In questi anni abbiamo maturato una proficua riflessione sulla trasformazione delle forme dell’organizzazione politica nella fase di egemonia del neoliberismo. Se il neoliberismo costruisce solitudine, precarietà, un peggioramento delle condizioni materiali assieme alla decostruzione dei nessi comunitari, l’organizzazione politica non può che ripartire dalla ricostruzione di nessi sociali primari. Il mutualismo, l’erogazione di servizi o la riappropriazione popolare di prodotto sociale sono forme ineludibili di ricostruzione comunitaria, riconessione di nessi solidali che dovrebbero rappresentare il tessuto connettivo delle future organizzazioni politiche popolari. II problema, però, è che a questa ricchezza di esperienze sociali non ha corrisposto una forza politica. Anzi, il punto di vista del lavoro, della pace e della giustizia climatica non è mai stato così debole nella politica italiana. Lo schema che ritenevamo tendenzialmente più efficace era quello dell’accumulazione sociale come premessa automatica della rilevanza politica. Di più, l’intrinseca politicizzazione dei nessi mutualistici e sociali, sarebbe stata destinata, quasi meccanicamente, a produrre potenza politica, in una relazione meccanicistica tra accumulazione sociale e rilevanza politica. Purtroppo, sappiamo che non è stato così. Quelle comunità faticosamente ricostruite rischiano di divenire impolitiche se non ci si pone il tema di come prendere, utilizzare e cambiare il potere nelle sue forme attuali, di come rappresentare istituzionalmente l’alternativa. Dall’altra parte, una forza politica senza una comunità politica rischia di essere incapace di organizzare un pensiero, una militanza, un impegno duraturo necessario per le sfide enormi che la nostra ambizione politica si pone. Se la dimensione comunitaria e la rilevanza politica risultano reciprocamente necessarie bisogna conciliare, in qualche modo, i tempi diversi che necessitano le due operazioni. L’unica cosa che non si può fare è affidarsi all’esoterismo e alla magia, privilegiando l’attesa messianica di una proposta politica salvifica che dovrebbe magicamente arrivare da qualche fonte esterna. Come conciliare rilevanza politica e comunità politica? Esiste, ora, lo spazio politico per una proposta rilevante?

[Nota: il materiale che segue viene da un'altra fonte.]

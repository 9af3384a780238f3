use axum::{
    extract::{Path, State},
    Json,
};
use std::sync::Arc;

use crate::error::GatewayError;
use crate::policy::{Policy, PolicyEngine, DENY_ALL_POLICY_ID};
use crate::stores::PolicyStore;
use crate::util::json_extractor::StrictJson;

/// GET /v1/policies (admin)
pub async fn list_policies(
    State(store): State<Arc<dyn PolicyStore>>,
) -> Result<Json<Vec<Policy>>, GatewayError> {
    let mut policies = store.list().await?;
    policies.sort_by(|a, b| a.route_prefix.cmp(&b.route_prefix));
    Ok(Json(policies))
}

/// PUT /v1/policies/{id} (admin). The path id wins over any id in the body.
#[tracing::instrument(skip_all)]
pub async fn put_policy(
    State(store): State<Arc<dyn PolicyStore>>,
    State(engine): State<Arc<PolicyEngine>>,
    Path(id): Path<String>,
    StrictJson(mut policy): StrictJson<Policy>,
) -> Result<Json<Policy>, GatewayError> {
    if id == DENY_ALL_POLICY_ID {
        return Err(GatewayError::MalformedRequest(
            "the deny-all sentinel is not writable".into(),
        ));
    }
    if !policy.route_prefix.starts_with('/') {
        return Err(GatewayError::MalformedRequest(
            "route_prefix must start with '/'".into(),
        ));
    }
    if let Some(spec) = &policy.rate_limit {
        if spec.window_seconds == 0 || spec.max_requests == 0 {
            return Err(GatewayError::MalformedRequest(
                "rate_limit window and max must be positive".into(),
            ));
        }
    }
    if policy.token_ttl_seconds == 0 {
        return Err(GatewayError::MalformedRequest(
            "token_ttl_seconds must be positive".into(),
        ));
    }

    policy.id = id;
    store.upsert(policy.clone()).await?;
    engine.invalidate().await;
    tracing::info!(route_prefix = %policy.route_prefix, "policy updated");
    Ok(Json(policy))
}
use governor::{
    clock::DefaultClock,
    state::{InMemoryState, NotKeyed},
    Quota, RateLimiter,
};
use parking_lot::RwLock;
use std::{collections::HashMap, num::NonZeroU32, sync::Arc, time::Duration};

use crate::error::GatewayError;
use crate::kv::KvStore;
use crate::policy::Policy;

/// Per-(DID, policy) fixed-window limiter on the shared KV.
///
/// Each request does one atomic `INCR`; the first increment of a window sets
/// its TTL. Counts are shared across replicas, so over-admission within a
/// window is bounded by the number of concurrent in-flight increments.
pub struct DidRateLimiter {
    kv: Arc<dyn KvStore>,
}

impl DidRateLimiter {
    pub fn new(kv: Arc<dyn KvStore>) -> Self {
        Self { kv }
    }

    pub async fn check(&self, did: &str, policy: &Policy) -> Result<(), GatewayError> {
        let Some(spec) = &policy.rate_limit else {
            return Ok(());
        };

        let key = format!("rate:{}:{}", did, policy.id);
        let window = Duration::from_secs(spec.window_seconds.max(1));
        let count = self.kv.incr(&key, window).await?;

        if count as u64 > spec.max_requests {
            metrics::counter!("gateway_rate_limited_total", 1);
            return Err(GatewayError::RateLimited {
                retry_after: spec.window_seconds,
            });
        }
        Ok(())
    }
}

/// In-process per-DID throttle for the unauthenticated challenge endpoint,
/// a backstop against nonce-minting floods. One direct limiter per DID.
pub struct ChallengeThrottle {
    limiters: RwLock<HashMap<String, Arc<RateLimiter<NotKeyed, InMemoryState, DefaultClock>>>>,
    quota: Quota,
}

impl ChallengeThrottle {
    pub fn new(per_minute: u32) -> Self {
        let per_minute = NonZeroU32::new(per_minute.max(1)).expect("nonzero");
        Self {
            limiters: RwLock::new(HashMap::new()),
            quota: Quota::per_minute(per_minute),
        }
    }

    pub fn check(&self, did: &str) -> Result<(), GatewayError> {
        let limiter = {
            let mut limiters = self.limiters.write();
            limiters
                .entry(did.to_string())
                .or_insert_with(|| Arc::new(RateLimiter::direct(self.quota)))
                .clone()
        };

        limiter
            .check()
            .map_err(|_| GatewayError::RateLimited { retry_after: 60 })
    }
}

impl Default for ChallengeThrottle {
    fn default() -> Self {
        Self::new(60)
    }
}
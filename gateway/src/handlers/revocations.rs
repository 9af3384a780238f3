use axum::{
    extract::{Path, State},
    Json,
};
use std::sync::Arc;

use crate::cache::LayeredCache;
use crate::error::GatewayError;
use crate::models::RevocationList;
use crate::stores::RevocationStore;
use crate::util::json_extractor::StrictJson;

/// PUT /v1/revocations/{list_id} (admin). Writes the list and invalidates
/// its cache entry so readers converge well inside the 60 s freshness bound.
#[tracing::instrument(skip_all)]
pub async fn put_revocations(
    State(store): State<Arc<dyn RevocationStore>>,
    State(cache): State<Arc<LayeredCache>>,
    Path(list_id): Path<String>,
    StrictJson(mut list): StrictJson<RevocationList>,
) -> Result<Json<RevocationList>, GatewayError> {
    list.list_id = list_id.clone();
    let revoked_count = list.revoked.len();
    store.put(list.clone()).await?;

    if let Err(e) = cache.delete(&format!("rev:{list_id}")).await {
        tracing::warn!(error = %e, "revocation cache invalidation failed");
    }

    tracing::info!(revoked_count, "revocation list updated");
    Ok(Json(list))
}
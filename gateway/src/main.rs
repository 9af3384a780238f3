use std::sync::Arc;
use std::time::Duration;
use tracing_subscriber::{layer::SubscriberExt, util::SubscriberInitExt};

use vouch_gateway::{
    app::{self, AppState, TokenIssuer},
    cache::LayeredCache,
    challenge::{ChallengeConfig, ChallengeService, DEFAULT_CHALLENGE_LIFETIME},
    config::GatewayConfig,
    db,
    kv::{KvStore, MemoryKv, RedisKv},
    metrics::MetricsRecorder,
    middleware::admin::AdminToken,
    middleware::rate_limit::{ChallengeThrottle, DidRateLimiter},
    policy::PolicyEngine,
    proxy::ProxyState,
    resolver::{DidResolver, ResolverConfig},
    stores::{IssuerRegistry, PolicyStore, RevocationStore},
    token::TokenSigner,
    vc::VcVerifier,
};

#[tokio::main]
async fn main() -> anyhow::Result<()> {
    // Load environment variables from .env file
    dotenvy::dotenv().ok();

    // Default to warn in production, debug in development
    let log_level = std::env::var("RUST_LOG")
        .or_else(|_| std::env::var("LOG_LEVEL"))
        .unwrap_or_else(|_| {
            #[cfg(debug_assertions)]
            {
                "debug".to_string()
            }

            #[cfg(not(debug_assertions))]
            {
                "warn".to_string()
            }
        });

    tracing_subscriber::registry()
        .with(tracing_subscriber::EnvFilter::new(&log_level))
        .with(tracing_subscriber::fmt::layer().json())
        .init();

    tracing::info!("Starting vouch gateway");

    let config = GatewayConfig::from_env()?;
    tracing::info!(
        listen_addr = %config.listen_addr,
        upstream = %config.upstream_url,
        token_keys = config.token_keys.len(),
        redis_configured = config.redis_addr.is_some(),
        "Configuration loaded"
    );
    if let Some(endpoint) = &config.otlp_endpoint {
        // Accepted for operators that wire an OTLP collector; trace export
        // itself is handled outside this binary.
        tracing::info!(endpoint = %endpoint, "OTLP endpoint configured");
    }

    let metrics_recorder = MetricsRecorder::new();
    let metrics_handle = metrics_recorder.handle().clone();
    tracing::info!("Metrics initialized");

    let db_pool = db::init_db(&config.postgres_dsn).await?;
    tracing::info!("Database initialized");

    let kv: Arc<dyn KvStore> = match &config.redis_addr {
        Some(addr) => {
            let redis = RedisKv::connect(addr).await?;
            tracing::info!("Connected to shared KV");
            Arc::new(redis)
        }
        None => {
            tracing::warn!("REDIS_ADDR not set; using in-process KV (single replica only)");
            Arc::new(MemoryKv::new())
        }
    };

    let cache = Arc::new(LayeredCache::new(kv.clone()));

    let policy_store: Arc<dyn PolicyStore> = Arc::new(db::PgPolicyStore::new(db_pool.clone()));
    let issuer_registry: Arc<dyn IssuerRegistry> =
        Arc::new(db::PgIssuerRegistry::new(db_pool.clone()));
    let revocation_store: Arc<dyn RevocationStore> =
        Arc::new(db::PgRevocationStore::new(db_pool.clone()));

    let resolver = Arc::new(DidResolver::new(
        cache.clone(),
        ResolverConfig {
            ion_resolver_url: config.ion_resolver_url.clone(),
            ..ResolverConfig::default()
        },
    ));

    let challenges = Arc::new(ChallengeService::new(
        kv.clone(),
        ChallengeConfig {
            audience: config.challenge_audience.clone(),
            domain: config.challenge_domain.clone(),
            lifetime: DEFAULT_CHALLENGE_LIFETIME,
        },
    ));

    let state = AppState {
        kv: kv.clone(),
        cache: cache.clone(),
        resolver,
        challenges,
        challenge_throttle: Arc::new(ChallengeThrottle::default()),
        vc_verifier: Arc::new(VcVerifier::new(
            issuer_registry.clone(),
            revocation_store.clone(),
            cache.clone(),
        )),
        token_signer: Arc::new(TokenSigner::new(config.token_keys.clone())?),
        token_issuer: TokenIssuer(Arc::from(config.token_issuer.as_str())),
        policy_engine: Arc::new(PolicyEngine::new(policy_store.clone(), cache.clone())),
        rate_limiter: Arc::new(DidRateLimiter::new(kv.clone())),
        policy_store,
        issuer_registry,
        revocation_store,
        proxy: ProxyState {
            client: reqwest::Client::builder()
                .timeout(Duration::from_secs(30))
                .build()
                .unwrap_or_else(|_| reqwest::Client::new()),
            base: config.upstream_url.clone(),
        },
        admin_token: AdminToken::new(config.admin_token.clone()),
    };

    let mut router = app::router(state);

    // Only expose metrics when explicitly enabled
    if matches!(
        std::env::var("ENABLE_METRICS").as_deref(),
        Ok("1") | Ok("true") | Ok("TRUE") | Ok("yes") | Ok("YES")
    ) {
        router = router.merge(app::metrics_router(metrics_handle));
        tracing::info!("Metrics endpoint enabled");
    }

    tracing::info!("Gateway listening on {}", config.listen_addr);
    let listener = tokio::net::TcpListener::bind(config.listen_addr).await?;
    axum::serve(listener, router).await?;

    Ok(())
}
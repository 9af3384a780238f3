use jsonwebtoken::{decode, decode_header, encode, Algorithm, DecodingKey, EncodingKey, Header, Validation};
use serde::{Deserialize, Serialize};

use crate::error::GatewayError;

/// Claims carried by a gateway access token.
#[derive(Debug, Clone, Serialize, Deserialize, PartialEq)]
pub struct AccessClaims {
    pub sub: String,
    #[serde(default)]
    pub scopes: Vec<String>,
    #[serde(default, skip_serializing_if = "Option::is_none")]
    pub vc_types: Option<Vec<String>>,
    #[serde(default, skip_serializing_if = "Option::is_none")]
    pub vc_issuer: Option<String>,
    #[serde(default, skip_serializing_if = "Option::is_none")]
    pub vc_trust_tier: Option<i16>,
    pub iss: String,
    pub iat: i64,
    pub exp: i64,
    pub jti: String,
}

impl AccessClaims {
    pub fn has_scope(&self, scope: &str) -> bool {
        self.scopes.iter().any(|s| s == scope)
    }
}

/// Symmetric signing key. The secret never appears in logs or responses.
#[derive(Clone, Deserialize)]
pub struct TokenKey {
    pub kid: String,
    pub secret: String,
}

impl std::fmt::Debug for TokenKey {
    fn fmt(&self, f: &mut std::fmt::Formatter<'_>) -> std::fmt::Result {
        f.debug_struct("TokenKey")
            .field("kid", &self.kid)
            .field("secret", &"<redacted>")
            .finish()
    }
}

/// HS256 token signer with key rotation.
///
/// The first key signs; all keys verify. Rotation appends a new active key
/// and keeps the legacy keys for the longest outstanding token TTL.
pub struct TokenSigner {
    keys: Vec<TokenKey>,
}

impl TokenSigner {
    pub fn new(keys: Vec<TokenKey>) -> Result<Self, GatewayError> {
        if keys.is_empty() {
            return Err(GatewayError::Internal("token signer needs at least one key".into()));
        }
        Ok(Self { keys })
    }

    fn active(&self) -> &TokenKey {
        &self.keys[0]
    }

    pub fn sign(&self, claims: &AccessClaims) -> Result<String, GatewayError> {
        let key = self.active();
        let mut header = Header::new(Algorithm::HS256);
        header.kid = Some(key.kid.clone());
        encode(&header, claims, &EncodingKey::from_secret(key.secret.as_bytes()))
            .map_err(|e| GatewayError::Internal(format!("token signing failed: {e}")))
    }

    /// Verify against the key named by `kid` first, then every other known
    /// key. Only a token that validates under none of them is rejected.
    pub fn verify(&self, token: &str) -> Result<AccessClaims, GatewayError> {
        let header = decode_header(token).map_err(|_| GatewayError::InvalidToken)?;

        let mut validation = Validation::new(Algorithm::HS256);
        validation.leeway = 0;
        validation.set_required_spec_claims(&["exp"]);

        let mut ordered: Vec<&TokenKey> = Vec::with_capacity(self.keys.len());
        if let Some(kid) = header.kid.as_deref() {
            ordered.extend(self.keys.iter().filter(|k| k.kid == kid));
        }
        ordered.extend(
            self.keys
                .iter()
                .filter(|k| Some(k.kid.as_str()) != header.kid.as_deref()),
        );

        for key in ordered {
            match decode::<AccessClaims>(
                token,
                &DecodingKey::from_secret(key.secret.as_bytes()),
                &validation,
            ) {
                Ok(data) => return Ok(data.claims),
                Err(e) if matches!(e.kind(), jsonwebtoken::errors::ErrorKind::ExpiredSignature) => {
                    // Signature checked out under this key; the token is
                    // simply past exp.
                    return Err(GatewayError::TokenExpired);
                }
                Err(_) => continue,
            }
        }
        Err(GatewayError::InvalidToken)
    }
}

Le nostre post-democrazie sono tigri di carta. Nell’esercizio politico e ideologico del pensiero unico, che nel caso italiano si declina con il leader “migliore” sostenuto dall’intero arco parlamentare, che applica le ricette “migliori” perché tecniche, la promessa democratica rimane costantemente tradita alimentando un’endemica sfiducia verso la democrazia e i suoi attori. Ardite geometrie parlamentari vengono imbastite per negare il buon senso comune, per ostacolare domande popolari che vorrebbero salari giusti, un maggiore intervento pubblico, la pace e la lotta al cambio climatico. Di fatto, nel contesto italiano, le proposte politiche al governo in questi anni hanno rappresentato un costante tentativo di superamento della rappresentanza classica. Il sistema politico italiano funziona come un pendolo che oscilla tra forme tecnocratiche, in cui il popolo viene ritenuto troppo ignorante e stupido per gestire la complessità della cosa pubblica, e forme di populismo, in cui una leadership carismatica promette la riconsegna della sovranità perduta al popolo. Il sistema politico composto da corpi intermedi radicati e legittimati, reciprocamente legati da un rapporto di competizione e di reciproco riconoscimento pluralistico, ormai non esiste più. Il campo politico è fatto di spoliticizzazione, leaderismo e polarizzazione. Certo, non è quello che vorremmo e che ci piacerebbe, ma il campo della politica è quello che è e non si possono confondere gli obiettivi con i presupposti.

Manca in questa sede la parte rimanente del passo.